> _Work item_:
Find and copy the lines in the records beneath this task that contain the word "else".

> _Given records_:
[Start of section]

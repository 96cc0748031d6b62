use log::warn;

use crate::model::config::{ArtifactDefaults, ModelConfig, ModelMeta};

/// Concrete repository-relative paths of one model's artifacts.
#[derive(Clone, Debug, PartialEq)]
pub struct ArtifactPaths {
	pub vocab: String,
	pub weights: String,
	/// `None` when the model has no layout to show.
	pub layout: Option<String>,
}

impl ArtifactPaths {
	/// Resolves the vocabulary, weights and layout paths of a model.
	///
	/// Each path is the folder of the matching default joined with the
	/// filename the meta descriptor declares. Layout resolution order:
	/// 1. a non-blank per-model override, used verbatim
	/// 2. the default layout folder joined with the declared layout filename
	/// 3. no layout, when no default layout path is configured
	pub fn resolve(config: &ModelConfig, defaults: &ArtifactDefaults, meta: &ModelMeta) -> Self {
		Self {
			vocab: join_folder(folder_of(&defaults.vocab_path), &meta.artifacts.vocabulary),
			weights: join_folder(folder_of(&defaults.weights_path), &meta.artifacts.weights),
			layout: resolve_layout_path(config, defaults, meta),
		}
	}
}

/// The meta descriptor always lives at the configured default path.
pub fn resolve_meta_path(defaults: &ArtifactDefaults) -> &str {
	&defaults.meta_path
}

fn resolve_layout_path(config: &ModelConfig, defaults: &ArtifactDefaults, meta: &ModelMeta) -> Option<String> {
	if let Some(path) = config.layout_override() {
		return Some(path.to_owned());
	}

	let default = defaults.layout_path.as_deref().filter(|p| !p.trim().is_empty())?;

	match meta.artifacts.token_embeddings.as_deref() {
		Some(filename) => Some(join_folder(folder_of(default), filename)),
		None => {
			warn!("Model '{}' declares no layout artifact, skipping layout", config.id);
			None
		}
	}
}

/// Everything before the last `/`, or `""` for a bare filename.
fn folder_of(path: &str) -> &str {
	path.rfind('/').map_or("", |idx| &path[..idx])
}

fn join_folder(folder: &str, filename: &str) -> String {
	if folder.is_empty() {
		filename.to_owned()
	} else {
		format!("{folder}/{filename}")
	}
}

#[cfg(test)]
mod tests {
	use super::*;
	use crate::model::config::ArtifactOverrides;

	fn config(layout_override: Option<&str>) -> ModelConfig {
		ModelConfig {
			id: "m".to_owned(),
			corpus: "c".to_owned(),
			architecture: "bigram".to_owned(),
			context_window: 1,
			repo: "toy/m".to_owned(),
			branch: "main".to_owned(),
			artifacts: layout_override.map(|p| ArtifactOverrides { layout_path: Some(p.to_owned()) }),
		}
	}

	fn meta(layout: Option<&str>) -> ModelMeta {
		serde_json::from_value(serde_json::json!({
			"artifacts": {
				"00_meta.json": "00_meta.json",
				"01_vocabulary.csv": "vocab_v2.csv",
				"02_model_weights.csv": "weights_v2.csv",
				"03_token_embeddings.csv": layout,
			}
		}))
		.unwrap()
	}

	#[test]
	fn joins_default_folders_with_declared_filenames() {
		let paths = ArtifactPaths::resolve(&config(None), &ArtifactDefaults::default(), &meta(Some("layout_v2.csv")));
		assert_eq!(paths.vocab, "artifacts/vocab_v2.csv");
		assert_eq!(paths.weights, "artifacts/weights_v2.csv");
		assert_eq!(paths.layout.as_deref(), Some("artifacts/layout_v2.csv"));
	}

	#[test]
	fn bare_default_filenames_have_no_folder() {
		let defaults = ArtifactDefaults {
			meta_path: "meta.json".to_owned(),
			vocab_path: "vocab.csv".to_owned(),
			weights_path: "deep/nested/weights.csv".to_owned(),
			layout_path: None,
		};
		let paths = ArtifactPaths::resolve(&config(None), &defaults, &meta(Some("l.csv")));
		assert_eq!(paths.vocab, "vocab_v2.csv");
		assert_eq!(paths.weights, "deep/nested/weights_v2.csv");
		assert_eq!(paths.layout, None);
		assert_eq!(resolve_meta_path(&defaults), "meta.json");
	}

	#[test]
	fn override_wins_over_defaults() {
		let paths = ArtifactPaths::resolve(
			&config(Some("custom/points.csv")),
			&ArtifactDefaults::default(),
			&meta(Some("layout_v2.csv")),
		);
		assert_eq!(paths.layout.as_deref(), Some("custom/points.csv"));
	}

	#[test]
	fn blank_override_falls_back_to_default() {
		let paths = ArtifactPaths::resolve(&config(Some("   ")), &ArtifactDefaults::default(), &meta(Some("e.csv")));
		assert_eq!(paths.layout.as_deref(), Some("artifacts/e.csv"));
	}

	#[test]
	fn undeclared_layout_file_means_no_layout() {
		let paths = ArtifactPaths::resolve(&config(None), &ArtifactDefaults::default(), &meta(None));
		assert_eq!(paths.layout, None);
	}
}
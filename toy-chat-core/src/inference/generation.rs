use rand::Rng;

use super::context::tokenize_prompt;
use super::distribution::{argmax, to_top_k_distribution};
use super::next_token_probabilities;
use crate::model::LoadedModel;

/// How `continue_prompt` picks each next token.
#[derive(Clone, Copy, Debug, PartialEq, Eq)]
pub enum Strategy {
	/// Always the most likely token.
	Greedy,
	/// A weighted random draw from the full distribution.
	Sample,
}

/// Draws a token id with probability proportional to its weight.
///
/// Performs an O(n) scan with cumulative subtraction. Returns `None` if no
/// entry is positive.
pub fn sample_token<R: Rng>(probs: &[f64], rng: &mut R) -> Option<usize> {
	let total: f64 = probs.iter().filter(|&&p| p > 0.0).sum();
	if total <= 0.0 {
		return None;
	}

	let mut r = rng.random_range(0.0..total);
	let mut fallback = None;
	for (token_id, &p) in probs.iter().enumerate() {
		if p <= 0.0 {
			continue;
		}
		if r < p {
			return Some(token_id);
		}
		r -= p;
		fallback = Some(token_id);
	}

	// Rounding can leave `r` just above the last bucket
	fallback
}

/// Extends a prompt by up to `steps` tokens, feeding each chosen token back
/// as context.
///
/// Stops early when no token can be chosen. Returns only the generated tokens.
pub fn continue_prompt<R: Rng>(
	model: &LoadedModel,
	prompt: &str,
	steps: usize,
	strategy: Strategy,
	rng: &mut R,
) -> Vec<String> {
	let mut context = tokenize_prompt(prompt);
	let mut generated = Vec::with_capacity(steps);

	for _ in 0..steps {
		let probs = next_token_probabilities(model, &context);
		let next = match strategy {
			Strategy::Greedy => {
				let top = to_top_k_distribution(model.vocab(), &probs, 1, true);
				argmax(&top).map(|best| best.token.clone())
			}
			Strategy::Sample => sample_token(&probs, rng)
				.and_then(|id| model.vocab().token_of(id))
				.map(str::to_owned),
		};

		match next {
			Some(token) if !token.is_empty() => {
				context.push(token.clone());
				generated.push(token);
			}
			_ => break,
		}
	}

	generated
}
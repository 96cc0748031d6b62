use std::collections::HashMap;

use log::debug;

use super::csv::{cell, header_index, parse_csv, parse_int};
use crate::error::{LoadError, Result};

/// One data row of the vocabulary artifact.
#[derive(Clone, Debug, PartialEq)]
pub struct TokenRow {
	pub token_id: usize,
	pub token: String,
	pub frequency: i64,
}

/// Bidirectional token ↔ id mapping plus per-token frequencies.
///
/// Ids are taken verbatim from the artifact's `token_id` column.
/// Lookups are exact string matches, case-sensitive as stored.
///
/// # Invariants
/// - Both maps are filled together at construction and never mutated afterward
/// - For a well-formed artifact, ids are dense in `[0, len())`
#[derive(Clone, Debug, Default, PartialEq)]
pub struct Vocabulary {
	token_to_id: HashMap<String, usize>,
	id_to_token: HashMap<usize, String>,
	token_freq: HashMap<String, i64>,
}

impl Vocabulary {
	/// Builds the maps from parsed rows.
	///
	/// A later row sharing a `token_id` with an earlier one overwrites it.
	pub fn from_rows(rows: impl IntoIterator<Item = TokenRow>) -> Self {
		let mut vocab = Self::default();
		for row in rows {
			vocab.token_to_id.insert(row.token.clone(), row.token_id);
			vocab.id_to_token.insert(row.token_id, row.token.clone());
			vocab.token_freq.insert(row.token, row.frequency);
		}
		vocab
	}

	/// Parses a vocabulary artifact and builds the maps.
	///
	/// # Errors
	/// - `Schema` if `token_id`, `token` or `frequency` is missing from the header
	/// - `Parse` if an integer cell is malformed
	pub fn from_csv(text: &str) -> Result<Self> {
		let rows = parse_vocabulary_csv(text)?;
		debug!("Parsed {} vocabulary rows", rows.len());
		Ok(Self::from_rows(rows))
	}

	/// Returns the id of `token`, if present.
	pub fn id_of(&self, token: &str) -> Option<usize> {
		self.token_to_id.get(token).copied()
	}

	/// Returns the token stored at `id`, if present.
	pub fn token_of(&self, id: usize) -> Option<&str> {
		self.id_to_token.get(&id).map(String::as_str)
	}

	/// Returns the corpus frequency of `token`, if present.
	pub fn frequency(&self, token: &str) -> Option<i64> {
		self.token_freq.get(token).copied()
	}

	/// Number of distinct ids.
	pub fn len(&self) -> usize {
		self.id_to_token.len()
	}

	pub fn is_empty(&self) -> bool {
		self.id_to_token.is_empty()
	}

	/// Iterates over `(id, token)` pairs in ascending id order.
	pub fn entries(&self) -> impl Iterator<Item = (usize, &str)> {
		let mut ids: Vec<usize> = self.id_to_token.keys().copied().collect();
		ids.sort_unstable();
		ids.into_iter().filter_map(move |id| self.token_of(id).map(|token| (id, token)))
	}
}

/// Parses the rows of a vocabulary artifact.
///
/// The three required columns are located by case-insensitive header match,
/// in any order; extra columns are ignored. A header-only or empty document
/// yields no rows.
pub fn parse_vocabulary_csv(text: &str) -> Result<Vec<TokenRow>> {
	let table = parse_csv(text);
	let Some((header, data)) = table.split_first() else {
		return Ok(Vec::new());
	};

	let (Some(id_idx), Some(token_idx), Some(freq_idx)) = (
		header_index(header, "token_id"),
		header_index(header, "token"),
		header_index(header, "frequency"),
	) else {
		return Err(LoadError::Schema(format!(
			"Vocabulary CSV must have header: token_id,token,frequency (got: {})",
			header.join(",")
		)));
	};

	data.iter()
		.map(|row| -> Result<TokenRow> {
			Ok(TokenRow {
				token_id: parse_int(cell(row, id_idx, ""))?,
				token: cell(row, token_idx, "").to_owned(),
				frequency: parse_int(cell(row, freq_idx, ""))?,
			})
		})
		.collect()
}

#[cfg(test)]
mod tests {
	use super::*;

	const VOCAB: &str = "token_id,token,frequency\n0,the,12\n1,cat,3\n2,sat,2\n";

	#[test]
	fn every_declared_pair_round_trips() {
		let vocab = Vocabulary::from_csv(VOCAB).unwrap();
		let declared = [(0, "the"), (1, "cat"), (2, "sat")];

		assert_eq!(vocab.len(), declared.len());
		for (id, token) in declared {
			assert_eq!(vocab.token_of(id), Some(token));
			assert_eq!(vocab.id_of(token), Some(id));
		}
		assert_eq!(vocab.frequency("the"), Some(12));
	}

	#[test]
	fn columns_may_come_in_any_order_and_case() {
		let vocab = Vocabulary::from_csv("Frequency,extra,TOKEN,Token_Id\n7,x,dog,1\n9,y,cat,0\n").unwrap();
		assert_eq!(vocab.id_of("dog"), Some(1));
		assert_eq!(vocab.token_of(0), Some("cat"));
		assert_eq!(vocab.frequency("cat"), Some(9));
	}

	#[test]
	fn lookups_are_case_sensitive() {
		let vocab = Vocabulary::from_csv(VOCAB).unwrap();
		assert_eq!(vocab.id_of("The"), None);
	}

	#[test]
	fn missing_header_is_a_schema_error() {
		let err = Vocabulary::from_csv("token_id,token\n0,a\n").unwrap_err();
		assert!(matches!(err, LoadError::Schema(_)));
		assert!(err.to_string().contains("token_id,token"));
	}

	#[test]
	fn malformed_integers_are_parse_errors() {
		let err = Vocabulary::from_csv("token_id,token,frequency\nzero,a,1\n").unwrap_err();
		assert_eq!(err.to_string(), "Expected int, got: zero");

		let err = Vocabulary::from_csv("token_id,token,frequency\n0,a,\n").unwrap_err();
		assert!(matches!(err, LoadError::Parse { expected: "int", .. }));
	}

	#[test]
	fn frequencies_may_be_negative() {
		let vocab = Vocabulary::from_csv("token_id,token,frequency\n0,a,-1\n").unwrap();
		assert_eq!(vocab.frequency("a"), Some(-1));
	}

	#[test]
	fn ids_are_kept_verbatim_even_when_huge() {
		let vocab = Vocabulary::from_csv("token_id,token,frequency\n18446744073709551615,a,1\n").unwrap();
		assert_eq!(vocab.len(), 1);
		assert_eq!(vocab.id_of("a"), Some(usize::MAX));
	}

	#[test]
	fn duplicate_ids_keep_the_last_row() {
		let vocab = Vocabulary::from_csv("token_id,token,frequency\n0,a,1\n0,b,2\n").unwrap();
		assert_eq!(vocab.len(), 1);
		assert_eq!(vocab.token_of(0), Some("b"));
	}

	#[test]
	fn empty_and_header_only_documents_are_empty() {
		assert!(Vocabulary::from_csv("").unwrap().is_empty());
		assert!(Vocabulary::from_csv("token_id,token,frequency\n").unwrap().is_empty());
	}

	#[test]
	fn entries_are_in_id_order() {
		let vocab = Vocabulary::from_csv("token_id,token,frequency\n2,c,1\n0,a,1\n1,b,1\n").unwrap();
		let entries: Vec<_> = vocab.entries().collect();
		assert_eq!(entries, vec![(0, "a"), (1, "b"), (2, "c")]);
	}

	#[test]
	fn parsing_twice_is_value_equal() {
		assert_eq!(Vocabulary::from_csv(VOCAB).unwrap(), Vocabulary::from_csv(VOCAB).unwrap());
	}
}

[End of section]

> _Answer to this task_:
	} else {
	let Some((header, data)) = table.split_first() else {
	) else {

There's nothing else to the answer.